Health workers working with patients are among those at greatest risk of contracting the disease, which spreads through contact with bodily fluids.

Photos of Dr Brantly show him swathed head-to-toe in white protective coveralls, gloves and a head-and-face mask that he wore for hours a day while treating Ebola patients.

Ironically, earlier this year, Dr Brantly was quoted in a posting about the dangers facing health workers trying to contain the disease. “In past Ebola outbreaks, many of the casualties have been health care workers who contracted the disease through their work caring for infected individuals,” he said.

The WHO says the disease is not contagious until a person begins to show symptoms. Brantly’s wife and children who had been living with him in Liberia had luckily flown home only the week before he showed any signs of the illness.

In addition to Dr Kent Brantly, a doctor in Liberia’s central Bong County has also fallen ill.

The situation “is getting more and more scary,” said Nyenswah, the country’s assistant health minister.

The fact that a sick Liberian could board a flight to Nigeria raised new fears that other passengers could take the disease beyond Africa.

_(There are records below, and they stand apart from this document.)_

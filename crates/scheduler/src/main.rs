//! Scheduler binary for the broadcast platform.
//!
//! Runs the SCH tick loop: elects a single leader across the cluster and
//! emits deferred jobs for campaigns whose interval has elapsed.

use std::sync::Arc;
use std::time::Duration;

use anyhow::{Context, Result};
use shared::redis::{create_client, DistributedLock, RedisJobQueue};
use shared::{db, Config};
use tokio::signal;

use scheduler::Scheduler;

#[tokio::main]
async fn main() -> Result<()> {
    shared::init_tracing();
    scheduler::metrics::install_recorder();

    tracing::info!("starting scheduler");

    let config = Config::from_env().context("failed to load configuration")?;

    let db_pool = db::create_pool(&config.database)
        .await
        .context("failed to create database pool")?;
    db::run_migrations(&db_pool)
        .await
        .context("failed to run database migrations")?;
    db::check_health(&db_pool)
        .await
        .context("database health check failed")?;

    let redis_conn = create_client(&config.redis.url)
        .await
        .context("failed to connect to redis")?;
    tracing::info!("connected to redis");

    let lock = DistributedLock::new(redis_conn.clone());
    let queue = Arc::new(RedisJobQueue::new(redis_conn, "broadcast"));
    let scheduler = Scheduler::new(db_pool, lock, queue, config.scheduler.clone());

    let tick_period = Duration::from_secs(config.scheduler.tick_secs);
    let tick_loop = tokio::spawn(async move {
        let mut interval = tokio::time::interval(tick_period);
        loop {
            interval.tick().await;
            match scheduler.run_tick().await {
                Ok(report) if report.won_leadership => {
                    scheduler::metrics::record_tick(report.considered, report.enqueued);
                    tracing::info!(
                        considered = report.considered,
                        enqueued = report.enqueued,
                        "scheduler tick complete"
                    );
                }
                Ok(_) => {
                    tracing::debug!("scheduler tick skipped, another instance holds leadership");
                }
                Err(e) => {
                    tracing::error!(error = %e, "scheduler tick failed");
                }
            }
        }
    });

    tokio::select! {
        result = signal::ctrl_c() => {
            result.context("failed to listen for shutdown signal")?;
            tracing::info!("shutdown signal received, stopping scheduler");
        }
        result = tick_loop => {
            match result {
                Ok(()) => tracing::warn!("tick loop exited cleanly (unexpected)"),
                Err(e) => {
                    tracing::error!("tick loop panicked: {}", e);
                    anyhow::bail!("scheduler tick loop panicked: {}", e);
                }
            }
        }
    }

    Ok(())
}
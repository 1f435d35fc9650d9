//! The deferred, deduplicated job queue backing the Coordination Store.
//!
//! Jobs live in a Redis sorted set scored by their due timestamp (ms since
//! epoch). A separate dedup key per `job_id` prevents a second enqueue of a
//! job already queued or running; the Lua script below makes "is it new" and
//! "reserve it" atomic so two racing enqueuers can't both believe they won.

use async_trait::async_trait;
use chrono::{DateTime, Utc};
use redis::{aio::ConnectionManager, Script};
use serde::{Deserialize, Serialize};
use std::collections::{BTreeMap, HashSet};
use std::sync::Mutex;

use crate::error::Result;

/// The job payload carried through the queue, matching the documented wire
/// shape exactly (camelCase on the wire, snake_case in Rust).
#[derive(Debug, Clone, Serialize, Deserialize, PartialEq, Eq)]
pub struct JobPayload {
    #[serde(rename = "userId")]
    pub user_id: String,
    pub message: String,
    #[serde(rename = "campaignId")]
    pub campaign_id: String,
    #[serde(rename = "queuedAt")]
    pub queued_at: DateTime<Utc>,
    #[serde(rename = "intervalSeconds", skip_serializing_if = "Option::is_none")]
    pub interval_seconds: Option<i32>,
}

#[async_trait]
pub trait JobQueue: Send + Sync {
    /// Enqueues `payload` under `job_id`, due `defer_ms` from now. Returns
    /// `false` without enqueuing if `job_id` is already queued or running.
    async fn enqueue(&self, job_id: &str, payload: &JobPayload, defer_ms: u64) -> Result<bool>;

    /// Pops up to `max` jobs whose due time has elapsed, in due-time order.
    async fn dequeue_due(&self, max: usize) -> Result<Vec<(String, JobPayload)>>;

    /// Releases the dedup guard for `job_id` once its handler has returned,
    /// whether it succeeded or failed.
    async fn complete(&self, job_id: &str) -> Result<()>;

    /// Approximate number of jobs still waiting (for metrics).
    async fn depth(&self) -> Result<u64>;
}

const ENQUEUE_SCRIPT: &str = r#"
local seen_key = KEYS[1]
local zset_key = KEYS[2]
local hash_key = KEYS[3]
local job_id = ARGV[1]
local due_at_ms = ARGV[2]
local payload = ARGV[3]
local guard_ttl_secs = ARGV[4]

if redis.call('EXISTS', seen_key) == 1 then
    return 0
end

redis.call('SET', seen_key, '1', 'EX', guard_ttl_secs)
redis.call('ZADD', zset_key, due_at_ms, job_id)
redis.call('HSET', hash_key, job_id, payload)
return 1
"#;

const DEQUEUE_SCRIPT: &str = r#"
local zset_key = KEYS[1]
local hash_key = KEYS[2]
local now_ms = ARGV[1]
local max = tonumber(ARGV[2])

local due = redis.call('ZRANGEBYSCORE', zset_key, '-inf', now_ms, 'LIMIT', 0, max)
local out = {}
for i, job_id in ipairs(due) do
    local payload = redis.call('HGET', hash_key, job_id)
    if payload then
        redis.call('ZREM', zset_key, job_id)
        redis.call('HDEL', hash_key, job_id)
        table.insert(out, job_id)
        table.insert(out, payload)
    else
        redis.call('ZREM', zset_key, job_id)
    end
end
return out
"#;

/// How long the dedup guard survives after a job completes without being
/// explicitly released; bounds the damage from a worker that crashes and
/// never calls `complete`.
const GUARD_TTL_SECS: u64 = 3600;

pub struct RedisJobQueue {
    conn: ConnectionManager,
    namespace: String,
}

impl RedisJobQueue {
    pub fn new(conn: ConnectionManager, namespace: impl Into<String>) -> Self {
        Self {
            conn,
            namespace: namespace.into(),
        }
    }

    fn seen_key(&self, job_id: &str) -> String {
        format!("{}:jobs:seen:{}", self.namespace, job_id)
    }

    fn zset_key(&self) -> String {
        format!("{}:jobs:due", self.namespace)
    }

    fn hash_key(&self) -> String {
        format!("{}:jobs:payloads", self.namespace)
    }
}

#[async_trait]
impl JobQueue for RedisJobQueue {
    async fn enqueue(&self, job_id: &str, payload: &JobPayload, defer_ms: u64) -> Result<bool> {
        let due_at_ms = Utc::now().timestamp_millis() as u64 + defer_ms;
        let body = serde_json::to_string(payload)
            .map_err(|e| crate::error::Error::internal(format!("job payload encode failed: {e}")))?;

        let mut conn = self.conn.clone();
        let script = Script::new(ENQUEUE_SCRIPT);
        let accepted: i64 = script
            .key(self.seen_key(job_id))
            .key(self.zset_key())
            .key(self.hash_key())
            .arg(job_id)
            .arg(due_at_ms)
            .arg(body)
            .arg(GUARD_TTL_SECS)
            .invoke_async(&mut conn)
            .await?;

        Ok(accepted == 1)
    }

    async fn dequeue_due(&self, max: usize) -> Result<Vec<(String, JobPayload)>> {
        let now_ms = Utc::now().timestamp_millis();
        let mut conn = self.conn.clone();
        let script = Script::new(DEQUEUE_SCRIPT);
        let flat: Vec<String> = script
            .key(self.zset_key())
            .key(self.hash_key())
            .arg(now_ms)
            .arg(max)
            .invoke_async(&mut conn)
            .await?;

        let mut out = Vec::with_capacity(flat.len() / 2);
        for pair in flat.chunks_exact(2) {
            let job_id = pair[0].clone();
            match serde_json::from_str::<JobPayload>(&pair[1]) {
                Ok(payload) => out.push((job_id, payload)),
                Err(e) => tracing::warn!(job_id = %job_id, error = %e, "dropping undecodable job payload"),
            }
        }
        Ok(out)
    }

    async fn complete(&self, job_id: &str) -> Result<()> {
        let mut conn = self.conn.clone();
        redis::cmd("DEL")
            .arg(self.seen_key(job_id))
            .query_async::<()>(&mut conn)
            .await?;
        Ok(())
    }

    async fn depth(&self) -> Result<u64> {
        let mut conn = self.conn.clone();
        let count: u64 = redis::cmd("ZCARD")
            .arg(self.zset_key())
            .query_async(&mut conn)
            .await?;
        Ok(count)
    }
}

/// In-memory job queue used by scheduler/executor unit tests.
#[derive(Default)]
pub struct InMemoryJobQueue {
    inner: Mutex<InMemoryState>,
}

#[derive(Default)]
struct InMemoryState {
    seen: HashSet<String>,
    due: BTreeMap<i64, Vec<(String, JobPayload)>>,
}

impl InMemoryJobQueue {
    pub fn new() -> Self {
        Self::default()
    }
}

#[async_trait]
impl JobQueue for InMemoryJobQueue {
    async fn enqueue(&self, job_id: &str, payload: &JobPayload, defer_ms: u64) -> Result<bool> {
        let mut state = self.inner.lock().unwrap();
        if state.seen.contains(job_id) {
            return Ok(false);
        }
        state.seen.insert(job_id.to_string());
        let due_at_ms = Utc::now().timestamp_millis() + defer_ms as i64;
        state
            .due
            .entry(due_at_ms)
            .or_default()
            .push((job_id.to_string(), payload.clone()));
        Ok(true)
    }

    async fn dequeue_due(&self, max: usize) -> Result<Vec<(String, JobPayload)>> {
        let mut state = self.inner.lock().unwrap();
        let now_ms = Utc::now().timestamp_millis();
        let mut out = Vec::new();
        let ready_keys: Vec<i64> = state.due.range(..=now_ms).map(|(k, _)| *k).collect();
        'outer: for key in ready_keys {
            if let Some(bucket) = state.due.get_mut(&key) {
                while let Some(item) = bucket.first().cloned() {
                    if out.len() >= max {
                        break 'outer;
                    }
                    bucket.remove(0);
                    out.push(item);
                }
            }
            if state.due.get(&key).map(|b| b.is_empty()).unwrap_or(false) {
                state.due.remove(&key);
            }
        }
        Ok(out)
    }

    async fn complete(&self, job_id: &str) -> Result<()> {
        self.inner.lock().unwrap().seen.remove(job_id);
        Ok(())
    }

    async fn depth(&self) -> Result<u64> {
        let state = self.inner.lock().unwrap();
        Ok(state.due.values().map(|b| b.len() as u64).sum())
    }
}

#[cfg(test)]
mod tests {
    use super::*;

    fn payload() -> JobPayload {
        JobPayload {
            user_id: "u1".into(),
            message: "hello".into(),
            campaign_id: "c1".into(),
            queued_at: Utc::now(),
            interval_seconds: Some(60),
        }
    }

    #[tokio::test]
    async fn rejects_duplicate_job_id() {
        let q = InMemoryJobQueue::new();
        assert!(q.enqueue("sched-c1-u1-5", &payload(), 0).await.unwrap());
        assert!(!q.enqueue("sched-c1-u1-5", &payload(), 0).await.unwrap());
    }

    #[tokio::test]
    async fn dequeues_only_due_jobs() {
        let q = InMemoryJobQueue::new();
        q.enqueue("now-job", &payload(), 0).await.unwrap();
        q.enqueue("future-job", &payload(), 60_000).await.unwrap();

        let due = q.dequeue_due(10).await.unwrap();
        assert_eq!(due.len(), 1);
        assert_eq!(due[0].0, "now-job");
    }

    #[tokio::test]
    async fn completing_a_job_allows_re_enqueue() {
        let q = InMemoryJobQueue::new();
        q.enqueue("cont-c1-u1", &payload(), 0).await.unwrap();
        q.dequeue_due(10).await.unwrap();
        assert!(!q.enqueue("cont-c1-u1", &payload(), 0).await.unwrap());
        q.complete("cont-c1-u1").await.unwrap();
        assert!(q.enqueue("cont-c1-u1", &payload(), 0).await.unwrap());
    }

    #[test]
    fn job_payload_serializes_with_camel_case_keys() {
        let json = serde_json::to_string(&payload()).unwrap();
        assert!(json.contains("\"userId\""));
        assert!(json.contains("\"campaignId\""));
        assert!(json.contains("\"queuedAt\""));
    }
}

Nigeria’s international airports, ports and land borders are now on high alert and screening passengers arriving from foreign countries. Togo’s government also said it was on high alert to stop the spread of the disease.

Security analysts were skeptical about the effectiveness of these measures.

“In Nigeria’s case, the security set-up is currently poor, so I doubt it will help or have the minimum effectiveness they are hoping for,” said Yan St. Pierre, CEO of the Berlin-based security consulting firm MOSECON.

An outbreak in Lagos, a megacity where many lived in cramped conditions, could be a potential major public health disaster.

The West Africa outbreak is believed to have begun as far back as January 2014 in southeast Guinea, however the first cases weren’t confirmed until March.

Since then, officials have tried to contain the disease by isolating victims and educating populations on how to avoid transmission, however, weak border control and widespread distrust of health workers has made the Ebola outbreak difficult to bring under control.

News of the Liberian Doctor’s (Brisbane) death first began circulating on Saturday, which was also a national holiday marking Liberia’s independence in 1847.

President Ellen Johnson Sirleaf used her Independence Day address to discuss a new taskforce to combat Ebola. Information Minister Lewis Brown said the taskforce would go “from community to community, from village to village, from town to town” to try to increase awareness.

Saudata Koroma, a hair dresser in Sierra Leone fell ill in the Capital, Freetown is said to be the first case in the area. She was forcibly removed from a government hospital by her family, sparking a frantic search that ended on Friday. The chief medical officer, Kargbo, said that Koroma had died while being transported to a treatment centre in the east of the country.